"perpetual and binding forever"
Race and the Creation of a
Los Angeles Subdivision

Tract 11556

Tract 11556, now known as Cheviot Knolls, is one of several tracts comprising the Cheviot Hills area in West Los Angeles. Bounded by streets such as Pico Boulevard, Overland Avenue and Exposition Boulevard, the hilly and picturesque area includes such subdivisions as Castle Heights, The Palms, Hillcrest View Estates, Castle Heights, the Country Club Highland Tract, the California Country Club Estates, Cheviot Hills itself, and Cheviot Knolls.  Development of the area began in the 1920s and, after a slowdown in the early years of the Depression, resumed in the mid 1930s. The focus of this exhibit is specifically the Cheviot Knolls tract. However, please take a look at Jonathan Weiss’s excellent Cheviot Hills History website for a detailed history and overview of the development of the Cheviot Hills region and all the tracts (including Cheviot Knolls). It is a great and growing website that is the best way to become familiar with the Cheviot Hills area and its development, and it is very useful in putting this exhibit in its proper context.

While the color coded maps provided a quick way to assess the perceived merits of any one neighborhood, the maps were backed up by Area Descriptions that detailed the factors that determined the HOLC rating.  These reports are not generally as well known as the maps, but they make the federal government’s attitudes unmistakable.  This Area Description collectively covers all the tracts of the Cheviot Hills area.
The Area Description is from 1939. 

Even a cursory glance of the document says a great deal about how the HOLC views the population.

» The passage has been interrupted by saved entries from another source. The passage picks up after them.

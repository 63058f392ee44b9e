use std::collections::BTreeMap;

use pt_schemas::{Side, StoredTrade};
use rust_decimal::Decimal;

/// Held quantity of `symbol`: buys minus sells across `trades`.
///
/// Documents without a usable side or quantity are skipped. The result is
/// not clamped; an inconsistent history can produce a negative value and
/// callers must not assume otherwise.
pub fn held_quantity(trades: &[StoredTrade], symbol: &str) -> Decimal {
    trades
        .iter()
        .filter(|t| t.symbol == symbol)
        .fold(Decimal::ZERO, |acc, t| acc + signed_quantity(t))
}

/// Held quantity for every symbol with a non-zero position.
pub fn holdings(trades: &[StoredTrade]) -> BTreeMap<String, Decimal> {
    let mut out: BTreeMap<String, Decimal> = BTreeMap::new();
    for t in trades {
        let q = signed_quantity(t);
        if q.is_zero() {
            continue;
        }
        *out.entry(t.symbol.clone()).or_insert(Decimal::ZERO) += q;
    }
    out.retain(|_, q| !q.is_zero());
    out
}

/// Stable sort by server timestamp (ties keep store order).
pub fn sort_by_recorded_at(trades: &mut [StoredTrade]) {
    trades.sort_by_key(|t| t.recorded_at);
}

fn signed_quantity(t: &StoredTrade) -> Decimal {
    match (t.side(), t.quantity()) {
        (Some(Side::Buy), Some(q)) => q,
        (Some(Side::Sell), Some(q)) => -q,
        _ => Decimal::ZERO,
    }
}
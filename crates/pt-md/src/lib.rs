//! pt-md
//!
//! Quote retrieval for the paper-trading ledger.
//!
//! This crate owns the provider abstraction, the Yahoo chart-API provider, a
//! fixed-price provider for offline runs, and the short-lived `QuoteCache`
//! used by read-only market endpoints. It does **not** touch the ledger; the
//! reconciliation engine asks for a fresh quote on every trade.

mod cache;
mod fixed;
pub mod provider;
mod yahoo;

pub use cache::QuoteCache;
pub use fixed::FixedQuoteProvider;
pub use provider::{
    fetch_last_price_bounded, fetch_series_bounded, PricePoint, ProviderError, QuoteProvider,
};
pub use yahoo::YahooChartProvider;

use serde::{Deserialize, Serialize};

/// Bar interval requested from a provider.
///
/// Canonical values: `1m`, `5m`, `1d`.
#[derive(Debug, Clone, Copy, PartialEq, Eq, Hash, Serialize, Deserialize)]
pub enum Timeframe {
    M1,
    M5,
    D1,
}

impl Timeframe {
    pub fn as_str(&self) -> &'static str {
        match self {
            Timeframe::M1 => "1m",
            Timeframe::M5 => "5m",
            Timeframe::D1 => "1d",
        }
    }

    pub fn parse(s: &str) -> Result<Self, ProviderError> {
        match s.trim().to_ascii_lowercase().as_str() {
            "1m" | "1min" => Ok(Timeframe::M1),
            "5m" | "5min" => Ok(Timeframe::M5),
            "1d" | "1day" => Ok(Timeframe::D1),
            other => Err(ProviderError::Config(format!(
                "invalid interval '{other}'. expected one of: 1m | 5m | 1d"
            ))),
        }
    }
}

/// How far back a quote request looks.
#[derive(Debug, Clone, Copy, PartialEq, Eq, Hash, Serialize, Deserialize)]
pub enum Range {
    D1,
    D5,
    Mo1,
}

impl Range {
    pub fn as_str(&self) -> &'static str {
        match self {
            Range::D1 => "1d",
            Range::D5 => "5d",
            Range::Mo1 => "1mo",
        }
    }

    pub fn parse(s: &str) -> Result<Self, ProviderError> {
        match s.trim().to_ascii_lowercase().as_str() {
            "1d" => Ok(Range::D1),
            "5d" => Ok(Range::D5),
            "1mo" => Ok(Range::Mo1),
            other => Err(ProviderError::Config(format!(
                "invalid range '{other}'. expected one of: 1d | 5d | 1mo"
            ))),
        }
    }
}

/// Window + bar size of a quote request. Defaults to one day of 5-minute bars,
/// the window trades are priced from.
#[derive(Debug, Clone, Copy, PartialEq, Eq, Hash)]
pub struct Lookback {
    pub range: Range,
    pub interval: Timeframe,
}

impl Default for Lookback {
    fn default() -> Self {
        Self {
            range: Range::D1,
            interval: Timeframe::M5,
        }
    }
}

impl Lookback {
    pub fn parse(range: &str, interval: &str) -> Result<Self, ProviderError> {
        Ok(Self {
            range: Range::parse(range)?,
            interval: Timeframe::parse(interval)?,
        })
    }
}
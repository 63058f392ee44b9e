use std::collections::HashMap;

use chrono::Utc;
use rust_decimal::Decimal;

use crate::provider::{PricePoint, ProviderError, QuoteProvider};
use crate::Lookback;

/// Provider serving a fixed price table. Used for offline runs
/// (`quotes.provider: fixed`) and tests.
#[derive(Debug, Clone, Default)]
pub struct FixedQuoteProvider {
    prices: HashMap<String, Decimal>,
}

impl FixedQuoteProvider {
    pub fn new() -> Self {
        Self::default()
    }

    pub fn with_price(mut self, symbol: impl Into<String>, price: Decimal) -> Self {
        self.prices.insert(symbol.into(), price);
        self
    }

    pub fn from_map(prices: HashMap<String, Decimal>) -> Self {
        Self { prices }
    }
}

#[async_trait::async_trait]
impl QuoteProvider for FixedQuoteProvider {
    fn name(&self) -> &'static str {
        "fixed"
    }

    async fn get_series(
        &self,
        symbol: &str,
        _lookback: &Lookback,
    ) -> Result<Vec<PricePoint>, ProviderError> {
        Ok(self
            .prices
            .get(symbol)
            .map(|close| {
                vec![PricePoint {
                    ts: Utc::now(),
                    close: *close,
                }]
            })
            .unwrap_or_default())
    }
}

The first section of the Area Description has room to note the percentage of Foreign Families, and to describe the presence of Nationalities, and any trends of Shifting population or Infiltration (emphasis mine). In the case of Cheviot Hills, the appraiser sees only a "(S)light infiltration of American Jewish families noted." In other tracts around Los Angeles, this is an area where appraisers have noted the presence of Russian immigrants or Japanese Americans, for example, often calculating their percentage in the general population. Most telling of all, of course is field 1d, in which the appraiser notes the percentage of Negro residents. It is the only field on the Area Description in which a specific race is named. The 0% the appraiser lists on the form makes the tract of Cheviot Hills eligible for it highest rating, and that is what it received, listed in the narrative section as a "hot spot," worthy of its "medial green" color on the HOLC map, adding that deed restrictions are in place that "protects (it) in perpetuity against subversive racial elements."

In addition to assessing the value of the those tracts already developed in the Cheviot Hills area, the Area Description makes an observation of a coming attraction: "Plans are under way for immediate development of a section between National Blvd., Motor Ave., Exposition Blvd. & Manning Ave., to be known as Cheviot Knolls. This is immediately adjacent to the area and it is thought will, in time, become a part of it."

The period in which this Area Description was written coincides with the with the most important period in Tract 11556’s history, when the empty tract indeed became a fully-developed neighborhood, one that fit in perfectly with its "medial green" neighbors.